Geraldine Borges v. The Medical Specialties Group LLP:

Defendant’s Verdict in Trip and Fall in Nassau County Supreme Court

In the very first jury trial held in Nassau County post-covid, Larry secured a defense verdict !

In Borges v. Medical Specialties Group LLC, Plaintiff alleged serious injuries including a fractured shoulder and the need for a shoulder replacement. The plaintiff’s trip and fall was allegedly caused by an unsafe 4-to-5-inch curb leading to our client’s medical office building.
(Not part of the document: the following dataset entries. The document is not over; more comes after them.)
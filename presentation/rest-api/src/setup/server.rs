use poem::{
    Endpoint, EndpointExt, Route, Server as PoemServer,
    listener::TcpListener,
    middleware::{Cors, NormalizePath, Tracing, TrailingSlash},
};
use poem_openapi::OpenApiService;

use crate::api::host_guard::HostGuard;
use crate::config::{app_config::AppConfig, host_config::AllowedHosts};
use crate::setup::dependency_injection::DependencyContainer;

pub struct Server;

impl Server {
    /// Routes live under `/api` and answer with or without a trailing slash;
    /// host validation wraps everything, CORS sits inside it.
    pub fn build_app(
        container: DependencyContainer,
        cors: Cors,
        allowed_hosts: AllowedHosts,
    ) -> impl Endpoint {
        let api_service = OpenApiService::new(
            (container.health_api, container.chat_api),
            "Chatbot Backend API",
            env!("CARGO_PKG_VERSION"),
        );

        Route::new()
            .nest("/api", api_service)
            .with(NormalizePath::new(TrailingSlash::Trim))
            .with(cors)
            .with(HostGuard::new(allowed_hosts))
            .with(Tracing)
    }

    pub async fn run(config: AppConfig, container: DependencyContainer) -> anyhow::Result<()> {
        let addr = config.server.bind_address();
        match &config.allowed_hosts {
            AllowedHosts::Any => tracing::warn!("ALLOWED_HOSTS is empty, accepting any host"),
            AllowedHosts::Only(hosts) => tracing::info!(?hosts, "Host validation enabled"),
        }
        if config.openai.api_key.is_none() {
            tracing::warn!("OPENAI_API_KEY is not set, /api/chat/ will fail");
        }

        let app = Self::build_app(container, config.cors, config.allowed_hosts);
        tracing::info!("Server running at http://{}", addr);
        PoemServer::new(TcpListener::bind(&addr)).run(app).await?;
        Ok(())
    }
}

#[cfg(test)]
mod tests {
    use super::*;
    use std::sync::Arc;
    use std::time::Duration;

    use async_trait::async_trait;
    use mockall::mock;
    use poem::http::StatusCode;
    use poem::test::{TestClient, TestResponse};
    use serde_json::{Value, json};

    use business::domain::chat::errors::ChatError;
    use business::domain::chat::model::ChatPrompt;
    use business::domain::chat::services::ChatCompletionService;

    use crate::config::openai_config::OpenAIConfig;

    mock! {
        pub ChatCompletion {}

        #[async_trait]
        impl ChatCompletionService for ChatCompletion {
            async fn complete(&self, prompt: &ChatPrompt) -> Result<String, ChatError>;
        }
    }

    fn app_with(completion: MockChatCompletion, allowed_hosts: AllowedHosts) -> impl Endpoint {
        Server::build_app(
            DependencyContainer::with_completion_service(Arc::new(completion)),
            Cors::new(),
            allowed_hosts,
        )
    }

    fn answering(answer: &'static str) -> MockChatCompletion {
        let mut completion = MockChatCompletion::new();
        completion
            .expect_complete()
            .returning(move |_| Ok(answer.to_string()));
        completion
    }

    fn never_called() -> MockChatCompletion {
        let mut completion = MockChatCompletion::new();
        completion.expect_complete().never();
        completion
    }

    async fn body_json(resp: TestResponse) -> Value {
        resp.0.into_body().into_json().await.unwrap()
    }

    #[tokio::test]
    async fn should_report_server_up() {
        let cli = TestClient::new(app_with(never_called(), AllowedHosts::Any));

        for _ in 0..2 {
            let resp = cli.get("/api/health/").send().await;
            resp.assert_status_is_ok();
            assert_eq!(body_json(resp).await, json!({"message": "Server is up!"}));
        }
    }

    #[tokio::test]
    async fn should_serve_routes_without_trailing_slash() {
        let cli = TestClient::new(app_with(answering("Hi there"), AllowedHosts::Any));

        let health = cli.get("/api/health").send().await;
        health.assert_status_is_ok();
        assert_eq!(body_json(health).await, json!({"message": "Server is up!"}));

        let chat = cli
            .post("/api/chat")
            .body_json(&json!({"question": "Hello?"}))
            .send()
            .await;
        chat.assert_status_is_ok();
        assert_eq!(body_json(chat).await, json!({"answer": "Hi there"}));
    }

    #[tokio::test]
    async fn should_return_not_found_for_unknown_route() {
        let cli = TestClient::new(app_with(never_called(), AllowedHosts::Any));

        cli.get("/api/unknown/")
            .send()
            .await
            .assert_status(StatusCode::NOT_FOUND);
    }

    #[tokio::test]
    async fn should_return_answer_from_provider() {
        let mut completion = MockChatCompletion::new();
        completion
            .expect_complete()
            .withf(|prompt| prompt.question.as_str() == "Hello?")
            .times(1)
            .returning(|_| Ok("Hi there".to_string()));
        let cli = TestClient::new(app_with(completion, AllowedHosts::Any));

        let resp = cli
            .post("/api/chat/")
            .body_json(&json!({"question": "Hello?"}))
            .send()
            .await;

        resp.assert_status_is_ok();
        assert_eq!(body_json(resp).await, json!({"answer": "Hi there"}));
    }

    #[tokio::test]
    async fn should_pass_optional_overrides_to_provider() {
        let mut completion = MockChatCompletion::new();
        completion
            .expect_complete()
            .withf(|prompt| {
                prompt.model == "gpt-4o" && prompt.system_prompt == "Answer in one word."
            })
            .times(1)
            .returning(|_| Ok("Paris".to_string()));
        let cli = TestClient::new(app_with(completion, AllowedHosts::Any));

        let resp = cli
            .post("/api/chat/")
            .body_json(&json!({
                "question": "Capital of France?",
                "model": "gpt-4o",
                "system_prompt": "Answer in one word."
            }))
            .send()
            .await;

        resp.assert_status_is_ok();
        assert_eq!(body_json(resp).await, json!({"answer": "Paris"}));
    }

    #[tokio::test]
    async fn should_reject_empty_question() {
        let cli = TestClient::new(app_with(never_called(), AllowedHosts::Any));

        for question in ["", "   "] {
            let resp = cli
                .post("/api/chat/")
                .body_json(&json!({"question": question}))
                .send()
                .await;

            resp.assert_status(StatusCode::BAD_REQUEST);
            let body = body_json(resp).await;
            assert_eq!(
                body["error"],
                "Field 'question' is required and must be a non-empty string."
            );
        }
    }

    #[tokio::test]
    async fn should_reject_missing_or_mistyped_question() {
        let cli = TestClient::new(app_with(never_called(), AllowedHosts::Any));

        for payload in [
            json!({}),
            json!({"question": 42}),
            json!({"question": true}),
            json!({"question": null}),
            json!({"question": ["Hello?"]}),
            json!({"question": "Hello?", "model": 4}),
            json!({"question": "Hello?", "system_prompt": false}),
            json!("Hello?"),
        ] {
            let resp = cli.post("/api/chat/").body_json(&payload).send().await;

            resp.assert_status(StatusCode::BAD_REQUEST);
            assert!(body_json(resp).await.get("error").is_some());
        }
    }

    #[tokio::test]
    async fn should_reject_malformed_or_missing_body() {
        let cli = TestClient::new(app_with(never_called(), AllowedHosts::Any));

        let malformed = cli
            .post("/api/chat/")
            .content_type("application/json")
            .body("{not json")
            .send()
            .await;
        malformed.assert_status(StatusCode::BAD_REQUEST);

        let missing = cli.post("/api/chat/").send().await;
        missing.assert_status(StatusCode::BAD_REQUEST);
    }

    #[tokio::test]
    async fn should_fail_with_server_error_without_api_key() {
        let container = DependencyContainer::new(&OpenAIConfig {
            api_key: None,
            base_url: "http://127.0.0.1:1/v1".to_string(),
            timeout: Duration::from_secs(1),
        });
        let cli = TestClient::new(Server::build_app(container, Cors::new(), AllowedHosts::Any));

        let resp = cli
            .post("/api/chat/")
            .body_json(&json!({"question": "Hello?"}))
            .send()
            .await;

        resp.assert_status(StatusCode::INTERNAL_SERVER_ERROR);
        let body = body_json(resp).await;
        assert_eq!(
            body["error"],
            "OPENAI_API_KEY environment variable is not set."
        );
        assert!(body.get("answer").is_none());
    }

    #[tokio::test]
    async fn should_fail_with_server_error_when_provider_fails() {
        let mut completion = MockChatCompletion::new();
        completion
            .expect_complete()
            .times(1)
            .returning(|_| Err(ChatError::upstream("OpenAI returned 401 Unauthorized")));
        let cli = TestClient::new(app_with(completion, AllowedHosts::Any));

        let resp = cli
            .post("/api/chat/")
            .body_json(&json!({"question": "Hello?"}))
            .send()
            .await;

        resp.assert_status(StatusCode::INTERNAL_SERVER_ERROR);
        let body = body_json(resp).await;
        assert!(body.get("answer").is_none());
        assert_eq!(body["detail"], "OpenAI returned 401 Unauthorized");
    }

    #[tokio::test]
    async fn should_reject_disallowed_host_before_any_route() {
        let allowed = AllowedHosts::parse(Some("api.example.com"));
        let cli = TestClient::new(app_with(never_called(), allowed));

        let health = cli
            .get("/api/health/")
            .header("host", "evil.com")
            .send()
            .await;
        health.assert_status(StatusCode::BAD_REQUEST);
        assert_eq!(body_json(health).await["error"], "Invalid Host header");

        let chat = cli
            .post("/api/chat/")
            .header("host", "evil.com")
            .body_json(&json!({"question": "Hello?"}))
            .send()
            .await;
        chat.assert_status(StatusCode::BAD_REQUEST);
        assert_eq!(body_json(chat).await["error"], "Invalid Host header");
    }

    #[tokio::test]
    async fn should_serve_allowed_host() {
        let allowed = AllowedHosts::parse(Some("api.example.com"));
        let cli = TestClient::new(app_with(answering("Hi there"), allowed));

        let health = cli
            .get("/api/health/")
            .header("host", "api.example.com:8080")
            .send()
            .await;
        health.assert_status_is_ok();

        let chat = cli
            .post("/api/chat/")
            .header("host", "api.example.com")
            .body_json(&json!({"question": "Hello?"}))
            .send()
            .await;
        chat.assert_status_is_ok();
        assert_eq!(body_json(chat).await, json!({"answer": "Hi there"}));
    }

    #[tokio::test]
    async fn should_reject_forwarded_host_chain() {
        let allowed = AllowedHosts::parse(Some("api.example.com"));
        let cli = TestClient::new(app_with(never_called(), allowed));

        let resp = cli
            .get("/api/health/")
            .header("host", "api.example.com")
            .header("x-forwarded-host", "api.example.com, proxy.local")
            .send()
            .await;

        resp.assert_status(StatusCode::BAD_REQUEST);
        assert_eq!(body_json(resp).await["error"], "Invalid Host header");
    }
}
Plaintiff was not familiar with the area and claimed the top of the cement-colored riser blended in with the cement sidewalk; so, she was unaware of the 4-to-5-inch difference in height.

Plaintiff offered evidence from a safety expert that the curb constituted an “optical illusion” that made it unsafe for pedestrians as it blended in with the sidewalk. They also claimed it should have been marked with paint to indicate the curb, have a handrail; and a warning sign.

Our defense established that thousands of patients and others had used the landing for over ten years without incident; there were no complaints and that it was reasonably safe. The jury quickly found in our favor that there was no unsafe condition on the property.